Records from a data source
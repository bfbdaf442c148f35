//! Messages exchanged with the network worker, and how replies mutate
//! [TuiState].
//!
//! The UI loop never touches the network. It sends [NetCommand]s to a worker
//! task and folds the resulting [AppEvent]s into state via [apply]. The store
//! only changes on success replies, so a failed call leaves the board exactly
//! as the server last reported it.

use taskflow_api::{ApiError, Engine};
use taskflow_auth::{AuthMode, FlowMessage};
use taskflow_core::{Task, TaskDraft};
use taskflow_extract::ExtractMode;

use crate::state::{Screen, TuiState};

/// Requests the UI sends to the network worker.
#[derive(Debug, Clone, PartialEq)]
pub enum NetCommand {
    /// Restore a cached session, refreshing if stale.
    CheckSession,
    SwitchAuthMode(AuthMode),
    SignIn { email: String, password: String },
    SignUp { email: String, password: String },
    Verify { code: String },
    ResendCode,
    NewPassword { password: String },
    LoadTasks,
    /// `preview_id` ties the reply back to an extract preview entry.
    CreateTask {
        draft: TaskDraft,
        preview_id: Option<String>,
    },
    ToggleTask { id: String, completed: bool },
    DeleteTask { id: String },
    Extract { text: String, mode: ExtractMode },
    /// Bulk add of extract previews, (preview id, draft) per entry.
    AddAll { items: Vec<(String, TaskDraft)> },
}

/// Auth screen state as the worker's flow sees it after a transition.
#[derive(Debug, Clone, PartialEq)]
pub struct AuthSnapshot {
    pub mode: AuthMode,
    pub message: Option<FlowMessage>,
}

/// Replies the worker sends back to the UI loop.
#[derive(Debug)]
pub enum AppEvent {
    /// A valid session exists; the board can load.
    SessionReady { username: String },
    /// No cached session; show the auth screen.
    NoSession,
    /// Auth flow advanced without completing sign-in.
    Auth(AuthSnapshot),
    TasksLoaded(Result<Vec<Task>, ApiError>),
    TaskCreated {
        result: Result<Task, ApiError>,
        preview_id: Option<String>,
    },
    TaskUpdated(Result<Task, ApiError>),
    TaskDeleted {
        id: String,
        result: Result<(), ApiError>,
    },
    Extracted {
        tasks: Vec<Task>,
        engine: Engine,
        elapsed_ms: u64,
    },
    BulkAdded {
        added: Vec<Task>,
        failed_ids: Vec<String>,
    },
}

/// Fold a worker reply into state. Returns a follow-up command when the
/// reply calls for one (e.g. a restored session triggers the first load).
pub fn apply(state: &mut TuiState, event: AppEvent) -> Option<NetCommand> {
    state.needs_redraw = true;
    state.busy = None;
    match event {
        AppEvent::SessionReady { username } => {
            state.screen = Screen::Board;
            state.set_status(format!("Signed in as {username}"));
            state.username = Some(username);
            Some(NetCommand::LoadTasks)
        }
        AppEvent::NoSession => {
            state.screen = Screen::Auth;
            state.username = None;
            None
        }
        AppEvent::Auth(snapshot) => {
            state.screen = Screen::Auth;
            state.auth.set_mode(snapshot.mode);
            state.auth.message = snapshot.message;
            None
        }
        AppEvent::TasksLoaded(Ok(tasks)) => {
            let counts = taskflow_core::Counts::tally(&tasks);
            state.tasks.replace_all(tasks);
            state.clamp_selection();
            state.set_status(format!("{} tasks loaded", counts.total));
            None
        }
        AppEvent::TasksLoaded(Err(err)) => {
            state.set_status(format!("Load failed: {err}"));
            None
        }
        AppEvent::TaskCreated {
            result: Ok(task),
            preview_id,
        } => {
            state.set_status(format!("Added \"{}\"", task.title));
            match preview_id {
                // Extract preview entry: clear it from the panel.
                Some(id) => state.extract.remove(&id),
                // Quick-add: close the form and return to the board.
                None => {
                    if state.screen == Screen::QuickAdd {
                        state.add.reset();
                        state.screen = Screen::Board;
                    }
                }
            }
            state.tasks.push(task);
            state.clamp_selection();
            None
        }
        AppEvent::TaskCreated {
            result: Err(err), ..
        } => {
            state.set_status(format!("Add failed: {err}"));
            None
        }
        AppEvent::TaskUpdated(Ok(task)) => {
            state.tasks.upsert(task);
            None
        }
        AppEvent::TaskUpdated(Err(err)) => {
            state.set_status(format!("Update failed: {err}"));
            None
        }
        AppEvent::TaskDeleted { id, result: Ok(()) } => {
            state.tasks.remove(&id);
            state.clamp_selection();
            state.set_status("Task deleted");
            None
        }
        AppEvent::TaskDeleted {
            result: Err(err), ..
        } => {
            state.set_status(format!("Delete failed: {err}"));
            None
        }
        AppEvent::Extracted {
            tasks,
            engine,
            elapsed_ms,
        } => {
            let count = tasks.len();
            state.extract.set_results(tasks, engine, elapsed_ms);
            if count == 0 {
                state.set_status("No tasks found in that text");
            }
            None
        }
        AppEvent::BulkAdded { added, failed_ids } => {
            let added_count = added.len();
            state.tasks.extend(added);
            state.extract.retain_only(&failed_ids);
            state.clamp_selection();
            if failed_ids.is_empty() {
                state.extract.text.clear();
                state.screen = Screen::Board;
                state.set_status(format!("Added {added_count} tasks"));
            } else {
                state.set_status(format!(
                    "Added {added_count}, {} failed (kept in preview)",
                    failed_ids.len()
                ));
            }
            None
        }
    }
}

• Exercise description:
Write each record out again exactly.

• Task answer:
repository bfbdaf442c148f35
//! Messages exchanged with the network worker, and how replies mutate
//! [TuiState].
//!
//! The UI loop never touches the network. It sends [NetCommand]s to a worker
//! task and folds the resulting [AppEvent]s into state via [apply]. The store
//! only changes on success replies, so a failed call leaves the board exactly
//! as the server last reported it.

use taskflow_api::{ApiError, Engine};
use taskflow_auth::{AuthMode, FlowMessage};
use taskflow_core::{Task, TaskDraft};
use taskflow_extract::ExtractMode;

use crate::state::{Screen, TuiState};

/// Requests the UI sends to the network worker.
#[derive(Debug, Clone, PartialEq)]
pub enum NetCommand {
    /// Restore a cached session, refreshing if stale.
    CheckSession,
    SwitchAuthMode(AuthMode),
    SignIn { email: String, password: String },
    SignUp { email: String, password: String },
    Verify { code: String },
    ResendCode,
    NewPassword { password: String },
    LoadTasks,
    /// `preview_id` ties the reply back to an extract preview entry.
    CreateTask {
        draft: TaskDraft,
        preview_id: Option<String>,
    },
    ToggleTask { id: String, completed: bool },
    DeleteTask { id: String },
    Extract { text: String, mode: ExtractMode },
    /// Bulk add of extract previews, (preview id, draft) per entry.
    AddAll { items: Vec<(String, TaskDraft)> },
}

/// Auth screen state as the worker's flow sees it after a transition.
#[derive(Debug, Clone, PartialEq)]
pub struct AuthSnapshot {
    pub mode: AuthMode,
    pub message: Option<FlowMessage>,
}

/// Replies the worker sends back to the UI loop.
#[derive(Debug)]
pub enum AppEvent {
    /// A valid session exists; the board can load.
    SessionReady { username: String },
    /// No cached session; show the auth screen.
    NoSession,
    /// Auth flow advanced without completing sign-in.
    Auth(AuthSnapshot),
    TasksLoaded(Result<Vec<Task>, ApiError>),
    TaskCreated {
        result: Result<Task, ApiError>,
        preview_id: Option<String>,
    },
    TaskUpdated(Result<Task, ApiError>),
    TaskDeleted {
        id: String,
        result: Result<(), ApiError>,
    },
    Extracted {
        tasks: Vec<Task>,
        engine: Engine,
        elapsed_ms: u64,
    },
    BulkAdded {
        added: Vec<Task>,
        failed_ids: Vec<String>,
    },
}

/// Fold a worker reply into state. Returns a follow-up command when the
/// reply calls for one (e.g. a restored session triggers the first load).
pub fn apply(state: &mut TuiState, event: AppEvent) -> Option<NetCommand> {
    state.needs_redraw = true;
    state.busy = None;
    match event {
        AppEvent::SessionReady { username } => {
            state.screen = Screen::Board;
            state.set_status(format!("Signed in as {username}"));
            state.username = Some(username);
            Some(NetCommand::LoadTasks)
        }
        AppEvent::NoSession => {
            state.screen = Screen::Auth;
            state.username = None;
            None
        }
        AppEvent::Auth(snapshot) => {
            state.screen = Screen::Auth;
            state.auth.set_mode(snapshot.mode);
            state.auth.message = snapshot.message;
            None
        }
        AppEvent::TasksLoaded(Ok(tasks)) => {
            let counts = taskflow_core::Counts::tally(&tasks);
            state.tasks.replace_all(tasks);
            state.clamp_selection();
            state.set_status(format!("{} tasks loaded", counts.total));
            None
        }
        AppEvent::TasksLoaded(Err(err)) => {
            state.set_status(format!("Load failed: {err}"));
            None
        }
        AppEvent::TaskCreated {
            result: Ok(task),
            preview_id,
        } => {
            state.set_status(format!("Added \"{}\"", task.title));
            match preview_id {
                // Extract preview entry: clear it from the panel.
                Some(id) => state.extract.remove(&id),
                // Quick-add: close the form and return to the board.
                None => {
                    if state.screen == Screen::QuickAdd {
                        state.add.reset();
                        state.screen = Screen::Board;
                    }
                }
            }
            state.tasks.push(task);
            state.clamp_selection();
            None
        }
        AppEvent::TaskCreated {
            result: Err(err), ..
        } => {
            state.set_status(format!("Add failed: {err}"));
            None
        }
        AppEvent::TaskUpdated(Ok(task)) => {
            state.tasks.upsert(task);
            None
        }
        AppEvent::TaskUpdated(Err(err)) => {
            state.set_status(format!("Update failed: {err}"));
            None
        }
        AppEvent::TaskDeleted { id, result: Ok(()) } => {
            state.tasks.remove(&id);
            state.clamp_selection();
            state.set_status("Task deleted");
            None
        }
        AppEvent::TaskDeleted {
            result: Err(err), ..
        } => {
            state.set_status(format!("Delete failed: {err}"));
            None
        }
        AppEvent::Extracted {
            tasks,
            engine,
            elapsed_ms,
        } => {
            let count = tasks.len();
            state.extract.set_results(tasks, engine, elapsed_ms);
            if count == 0 {
                state.set_status("No tasks found in that text");
            }
            None
        }
        AppEvent::BulkAdded { added, failed_ids } => {
            let added_count = added.len();
            state.tasks.extend(added);
            state.extract.retain_only(&failed_ids);
            state.clamp_selection();
            if failed_ids.is_empty() {
                state.extract.text.clear();
                state.screen = Screen::Board;
                state.set_status(format!("Added {added_count} tasks"));
            } else {
                state.set_status(format!(
                    "Added {added_count}, {} failed (kept in preview)",
                    failed_ids.len()
                ));
            }
            None
        }
    }
}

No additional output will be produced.